Scheming, Part 1: Sequencing Topics and Prerequisites

I have probably spent about 40 hours in the past two weeks working on my scheme of work.

I started with the base scheme of work from my first school in Highgate. It stands out amongst schemes because it spends just 2-3 lessons on each ‘unit’ before moving on. This isn’t because it tries to pack in the whole syllabus into two years, but because each ‘unit’ consists of just one major new idea.

I really enjoyed teaching this way and was surprised when I first found out that other schools spend around a month teaching one narrow around area of maths before moving on to a different area. I wonder how on earth the students are going to remember a topic that they last studied two years ago. If you teach in small blocks, the difficulty is that pupils may not remember the prerequisite material. However, this forces you to constantly recap and provides spaced-practice by default.

So, what have I done to improve (in my opinion) on Highgate’s scheme? I have put a lot of effort into checking that the topics flow well from year to year, with each new ‘unit’ introducing a similar amount of new material. I have referred to some other schemes in the process:

I used these mostly to give me an idea of what year group pupils usually meet a topic. Jemma’s scheme in particular gave me new ideas of the key points within a topic and helped me to break down some of my topics more carefully. Where I needed more help on this, I also asked for help on twitter. This poll was the culmination of loads of great suggestions I received on teaching HCF and LCM, which led to me introducing a section on algebraic forms of these as a prerequisite to factorising, adding algebraic fractions and more.
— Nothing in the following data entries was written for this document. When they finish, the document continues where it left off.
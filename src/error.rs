//! Unified error types for the RangeGuide firmware.
//!
//! A single `Error` enum that the ranging pipeline, the strip controller and
//! the configuration layer all convert into.  Every variant is `Copy` so it
//! can be handed across task boundaries without allocation.
//!
//! Note that measurement-level problems (no echo, implausible distance) are
//! *not* errors: they travel to consumers as typed
//! [`ProcessedMeasurement`](crate::sensors::ProcessedMeasurement) readings.

use core::fmt;

use crate::drivers::hw_init::HwInitError;
use crate::ports::{ConfigError, TransmitError};

// ---------------------------------------------------------------------------
// Top-level firmware error
// ---------------------------------------------------------------------------

#[derive(Debug, Clone, Copy, PartialEq, Eq)]
pub enum Error {
    /// Index or argument outside the accepted range.
    InvalidArgument,
    /// Operation not valid in the current lifecycle state
    /// (e.g. starting a running task, stopping a stopped one).
    InvalidState,
    /// No echo within the window, or transmission not confirmed in time.
    Timeout,
    /// Physically implausible distance.
    OutOfRange,
    /// Allocation or lock acquisition failed.
    ResourceExhausted,
    /// Processed channel was full.  Recovered by eviction; only ever
    /// surfaced through the overflow counter.
    Overflow,
    /// Configuration value missing or rejected by validation.
    Config(&'static str),
    /// A peripheral call returned an ESP-IDF error code.
    Hardware(i32),
}

impl fmt::Display for Error {
    fn fmt(&self, f: &mut fmt::Formatter<'_>) -> fmt::Result {
        match self {
            Self::InvalidArgument => write!(f, "invalid argument"),
            Self::InvalidState => write!(f, "invalid state"),
            Self::Timeout => write!(f, "timed out"),
            Self::OutOfRange => write!(f, "out of range"),
            Self::ResourceExhausted => write!(f, "resource exhausted"),
            Self::Overflow => write!(f, "queue overflow"),
            Self::Config(msg) => write!(f, "config: {msg}"),
            Self::Hardware(rc) => write!(f, "hardware error (rc={rc})"),
        }
    }
}

impl std::error::Error for Error {}

impl From<ConfigError> for Error {
    fn from(e: ConfigError) -> Self {
        match e {
            ConfigError::NotFound(key) => Self::Config(key),
            ConfigError::ValidationFailed(msg) => Self::Config(msg),
            ConfigError::IoError(rc) => Self::Hardware(rc),
        }
    }
}

impl From<TransmitError> for Error {
    fn from(e: TransmitError) -> Self {
        match e {
            TransmitError::Timeout => Self::Timeout,
            TransmitError::Rejected(rc) => Self::Hardware(rc),
        }
    }
}

impl From<HwInitError> for Error {
    fn from(e: HwInitError) -> Self {
        match e {
            HwInitError::GpioConfigFailed(rc)
            | HwInitError::IsrInstallFailed(rc)
            | HwInitError::RmtInitFailed(rc) => Self::Hardware(rc),
        }
    }
}

// ---------------------------------------------------------------------------
// Convenience Result alias
// ---------------------------------------------------------------------------

/// Firmware-wide `Result` alias.
pub type Result<T> = core::result::Result<T, Error>;
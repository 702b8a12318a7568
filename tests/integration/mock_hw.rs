//! Mock adapters for integration tests.
//!
//! Records every frame handed to the strip so tests can assert on the full
//! transmission history without an RMT peripheral.

use std::collections::HashMap;
use std::sync::atomic::{AtomicBool, Ordering};
use std::sync::{Arc, Mutex};
use std::time::Duration;

use embedded_hal::delay::DelayNs;
use rangeguide::ports::{ConfigError, ConfigStore, StripTransmitter, TransmitError};

// ── MockTransmitter ───────────────────────────────────────────

/// Strip transmitter that records accepted frames and can be told to
/// reject everything.
#[derive(Clone, Default)]
pub struct MockTransmitter {
    pub frames: Arc<Mutex<Vec<Vec<u8>>>>,
    pub failing: Arc<AtomicBool>,
    pub latency: Duration,
}

#[allow(dead_code)]
impl MockTransmitter {
    pub fn new() -> Self {
        Self::default()
    }

    pub fn with_latency(latency: Duration) -> Self {
        Self {
            latency,
            ..Self::default()
        }
    }

    pub fn set_failing(&self, failing: bool) {
        self.failing.store(failing, Ordering::Relaxed);
    }

    pub fn frame_count(&self) -> usize {
        self.frames.lock().unwrap().len()
    }

    pub fn last_frame(&self) -> Option<Vec<u8>> {
        self.frames.lock().unwrap().last().cloned()
    }
}

impl StripTransmitter for MockTransmitter {
    fn transmit(&mut self, wire: &[u8], _timeout: Duration) -> Result<(), TransmitError> {
        if self.failing.load(Ordering::Relaxed) {
            return Err(TransmitError::Rejected(-1));
        }
        if !self.latency.is_zero() {
            std::thread::sleep(self.latency);
        }
        self.frames.lock().unwrap().push(wire.to_vec());
        Ok(())
    }
}

// ── MemStore ──────────────────────────────────────────────────

/// In-memory config store.
#[derive(Default)]
pub struct MemStore {
    values: HashMap<&'static str, i32>,
}

#[allow(dead_code)]
impl MemStore {
    pub fn new() -> Self {
        Self::default()
    }

    pub fn with(mut self, key: &'static str, value: i32) -> Self {
        self.values.insert(key, value);
        self
    }
}

impl ConfigStore for MemStore {
    fn get_i32(&self, key: &'static str) -> Result<i32, ConfigError> {
        self.values
            .get(key)
            .copied()
            .ok_or(ConfigError::NotFound(key))
    }
}

// ── NoDelay ───────────────────────────────────────────────────

/// Trigger-pulse delay that returns immediately.  The simulated echo does
/// not care how long the pulse was.
pub struct NoDelay;

impl DelayNs for NoDelay {
    fn delay_ns(&mut self, _ns: u32) {}
}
Some of my considerations in designing the scheme were:

I don’t want to recover material that pupils have already learned at primary school, so I haven’t included the lessons on basic number and geometry that many secondary schemes do. Instead, I will check pupils’ prior understanding when introducing new topics as part of my planned mastery approach.

I want my scheme to only list each new idea once. Of course, there will be need for review and if necessary, reteaching, but in general, I really dislike schemes which have exactly the same ideas in two different places. I want to know what the pupils should have already learned (even if they haven’t fully learned it!) and what’s new.

I tried to put at least one bit of each ‘topic area’ in each year group. I feel that this is generally a good idea, as pupils have to see a topic each year and so have an opportunity to recap it. It’s also particularly important in my international context, as we have a higher turnover of pupils, so it will allow me to get new pupils up to date with each topic.

I don’t want to accelerate higher-attaining pupils and I don’t want to finish teaching before Easter in year 11, so the ideas are spread evenly throughout the 5 years.

I used specifications to mark the topics which only feature on the higher tier. With a few exceptions, I made sure these topics are in year 10 and 11 so that if I decide to enter pupils for the foundation tier, they will be able to spend more time on the other topics in these final two years.

So, the final product… You can see / download it here:

I’d really welcome any criticism to this as it’s definitely still a work in progress.

In particular, I’m working through the geometry tabs to check that I have listed all the relevant prerequisites. I’m also aware that while the topics are very interleaved, there is little genuine interweaving of them.

3 thoughts on “Scheming, Part 1: Sequencing Topics and Prerequisites”

  1. In answer to a question I was asked on twitter about how I decided which primary topics to exclude (

    I tried to exclude all the ideas that are explicitly covered in primary, but I may have missed some. I used schemes of work from our school’s primary section, which is our main feeder. I am still planning to confirm a few question marks with the primary maths lead.

    One specific case: adding fractions, does feature in our primary scheme, but I wanted to include it (in fact twice) as pupils often arrive in secondary without full understanding of this.
    In such cases, a try to add a new idea which they should not have met at primary, in this case using the LCM to find the best denominator.

    I agree that it’s sometimes the case that pupils arrive at secondary without secure understanding of some of the primary curriculum. But they also arrive in year 10 without secure understanding of year 9. As I mentioned in my blog, I’ll be checking prior knowledge at the start of every topic, and teaching those who need it. But this way, I won’t be encouraged to repeat a topic with a whole class, of whom many have met all the ideas before.

    1. Thank you for your reply.
      When going through our Y7 SoW we realised that probably half or more was Y6 work. We are looking at doing something similar to you – recapping these topics in a homework a couple of weeks before we would have taught the section to allow us to move quicker for work they can recall and to teach work they aren’t as secure with. We haven’t started yet but I do predict that we will have a mixture of those who are fully secure and those who haven’t a clue. How we make sure we can still move quicker than before whilst not leaving the strugglers behind is our next consideration.

      1. Recapping a few weeks before sounds like a good idea.
        I don’t think you have to move quicker as a result of this, you can spend longer on the ideas which are genuinely new to ensure that they’re really well understood.
        I expect to have to reteach some of the ideas which are covered in primary, but only to those pupils who need it. Whilst doing that, I’ll give the others extension tasks on those primary topics, bringing everyone together before introducing the new concept. This will take time.. I hope I’ve left enough but I will be flexible if I can’t get through my full schedule in y7.